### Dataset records
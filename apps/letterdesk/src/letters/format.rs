//! Date, tenure and currency formatting shared by every letter template.
//!
//! Tenure uses a fixed 365-day year and 30-day month. It is an approximation,
//! not a calendar-accurate duration.

use chrono::NaiveDate;

const DAYS_PER_YEAR: i64 = 365;
const DAYS_PER_MONTH: i64 = 30;
const RUPEE: char = '₹';

/// Parses a form date (`YYYY-MM-DD`). Returns `None` for blank or invalid input.
pub fn parse_date(value: &str) -> Option<NaiveDate> {
    NaiveDate::parse_from_str(value.trim(), "%Y-%m-%d").ok()
}

/// Formats `YYYY-MM-DD` as `D Month YYYY`.
///
/// Empty input yields an empty string; input that is not a date is returned as-is.
pub fn format_date(value: &str) -> String {
    let trimmed = value.trim();
    if trimmed.is_empty() {
        return String::new();
    }
    match parse_date(trimmed) {
        Some(date) => date.format("%-d %B %Y").to_string(),
        None => trimmed.to_string(),
    }
}

/// Approximate employment duration between two dates, order-insensitive.
///
/// Zero years and months are omitted; days are always printed when nothing
/// else was, so equal dates give `"0 days"`. Years and months pluralize when
/// the count is greater than one, days whenever the count is not one.
pub fn calculate_tenure(start: NaiveDate, end: NaiveDate) -> String {
    let total_days = (end - start).num_days().abs();
    let years = total_days / DAYS_PER_YEAR;
    let months = (total_days % DAYS_PER_YEAR) / DAYS_PER_MONTH;
    let days = (total_days % DAYS_PER_YEAR) % DAYS_PER_MONTH;

    let mut parts: Vec<String> = Vec::new();
    if years > 0 {
        parts.push(format!("{years} year{}", if years > 1 { "s" } else { "" }));
    }
    if months > 0 {
        parts.push(format!("{months} month{}", if months > 1 { "s" } else { "" }));
    }
    if days > 0 || parts.is_empty() {
        parts.push(format!("{days} day{}", if days != 1 { "s" } else { "" }));
    }
    parts.join(" ")
}

/// Tenure between two form date strings; `None` when either does not parse.
pub fn tenure_between(start: &str, end: &str) -> Option<String> {
    Some(calculate_tenure(parse_date(start)?, parse_date(end)?))
}

/// Parses a salary field. Currency symbols, `Rs.` and grouping commas are ignored.
pub fn parse_amount(value: &str) -> Option<f64> {
    let cleaned: String = value
        .trim()
        .trim_start_matches("Rs.")
        .chars()
        .filter(|c| *c != ',' && *c != RUPEE && !c.is_whitespace())
        .collect();
    if cleaned.is_empty() {
        return None;
    }
    cleaned.parse::<f64>().ok().filter(|v| v.is_finite())
}

/// Indian Rupee with zero decimals and lakh/crore digit grouping, e.g. `₹1,50,000`.
pub fn format_currency(amount: f64) -> String {
    if !amount.is_finite() {
        return format!("{RUPEE}0");
    }
    let rounded = amount.round();
    if rounded == 0.0 {
        return format!("{RUPEE}0");
    }
    let grouped = group_indian(rounded.abs() as u64);
    if rounded < 0.0 {
        format!("-{RUPEE}{grouped}")
    } else {
        format!("{RUPEE}{grouped}")
    }
}

pub fn format_percentage(value: f64) -> String {
    format!("{value:.2}%")
}

/// Last three digits, then groups of two: 12345678 -> 1,23,45,678.
fn group_indian(value: u64) -> String {
    let digits = value.to_string();
    if digits.len() <= 3 {
        return digits;
    }
    let (head, tail) = digits.split_at(digits.len() - 3);
    let mut groups: Vec<&str> = Vec::new();
    let mut rest = head;
    while rest.len() > 2 {
        let (front, pair) = rest.split_at(rest.len() - 2);
        groups.push(pair);
        rest = front;
    }
    groups.push(rest);
    groups.reverse();
    format!("{},{}", groups.join(","), tail)
}

#[cfg(test)]
mod tests {
    use super::*;

    fn date(s: &str) -> NaiveDate {
        parse_date(s).expect("test date should parse")
    }

    // ── format_date ─────────────────────────────────────────────────────────

    #[test]
    fn test_format_date_human_readable() {
        assert_eq!(format_date("2024-03-05"), "5 March 2024");
        assert_eq!(format_date("2023-12-31"), "31 December 2023");
    }

    #[test]
    fn test_format_date_empty_is_empty() {
        assert_eq!(format_date(""), "");
        assert_eq!(format_date("   "), "");
    }

    #[test]
    fn test_format_date_passes_through_garbage() {
        assert_eq!(format_date("next tuesday"), "next tuesday");
    }

    // ── calculate_tenure ────────────────────────────────────────────────────

    #[test]
    fn test_tenure_same_day_is_zero_days() {
        let d = date("2022-06-15");
        assert_eq!(calculate_tenure(d, d), "0 days");
    }

    #[test]
    fn test_tenure_three_calendar_years_uses_365_day_years() {
        // 1096 days: 3 x 365 + 1
        assert_eq!(
            calculate_tenure(date("2020-01-01"), date("2023-01-01")),
            "3 years 1 day"
        );
    }

    #[test]
    fn test_tenure_singular_units() {
        // 365 + 30 + 1 days
        assert_eq!(
            calculate_tenure(date("2021-01-01"), date("2022-01-01") + chrono::Duration::days(31)),
            "1 year 1 month 1 day"
        );
    }

    #[test]
    fn test_tenure_is_order_insensitive() {
        let a = date("2019-05-01");
        let b = date("2021-08-20");
        assert_eq!(calculate_tenure(a, b), calculate_tenure(b, a));
    }

    #[test]
    fn test_tenure_months_and_days_only() {
        // 75 days -> 2 months 15 days
        assert_eq!(
            calculate_tenure(date("2024-01-01"), date("2024-03-16")),
            "2 months 15 days"
        );
    }

    #[test]
    fn test_tenure_never_empty_for_ordered_dates() {
        let start = date("2020-01-01");
        for offset in [0, 1, 29, 30, 31, 364, 365, 366, 3000] {
            let end = start + chrono::Duration::days(offset);
            assert!(!calculate_tenure(start, end).is_empty(), "offset {offset}");
        }
    }

    #[test]
    fn test_tenure_between_requires_both_dates() {
        assert_eq!(tenure_between("2020-01-01", ""), None);
        assert_eq!(
            tenure_between("2020-01-01", "2020-01-03").as_deref(),
            Some("2 days")
        );
    }

    // ── currency ────────────────────────────────────────────────────────────

    #[test]
    fn test_format_currency_groups_thousands() {
        assert_eq!(format_currency(50000.0), "₹50,000");
        assert_eq!(format_currency(999.0), "₹999");
    }

    #[test]
    fn test_format_currency_uses_lakh_grouping() {
        assert_eq!(format_currency(150000.0), "₹1,50,000");
        assert_eq!(format_currency(12345678.0), "₹1,23,45,678");
    }

    #[test]
    fn test_format_currency_zero_and_rounding() {
        assert_eq!(format_currency(0.0), "₹0");
        assert_eq!(format_currency(0.4), "₹0");
        assert_eq!(format_currency(1234.5), "₹1,235");
        assert_eq!(format_currency(f64::NAN), "₹0");
    }

    #[test]
    fn test_format_currency_negative() {
        assert_eq!(format_currency(-2500.0), "-₹2,500");
    }

    #[test]
    fn test_parse_amount_tolerates_symbols() {
        assert_eq!(parse_amount("₹1,50,000"), Some(150000.0));
        assert_eq!(parse_amount("Rs. 500"), Some(500.0));
        assert_eq!(parse_amount(" 42.5 "), Some(42.5));
        assert_eq!(parse_amount(""), None);
        assert_eq!(parse_amount("abc"), None);
    }

    #[test]
    fn test_format_percentage_two_decimals() {
        assert_eq!(format_percentage(25.0), "25.00%");
        assert_eq!(format_percentage(12.346), "12.35%");
    }
}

### WHAT IS BEING ASKED
Answer with a single number: the count of lines above that contain the string "Parses".

### OUTPUT OF THE TASK
2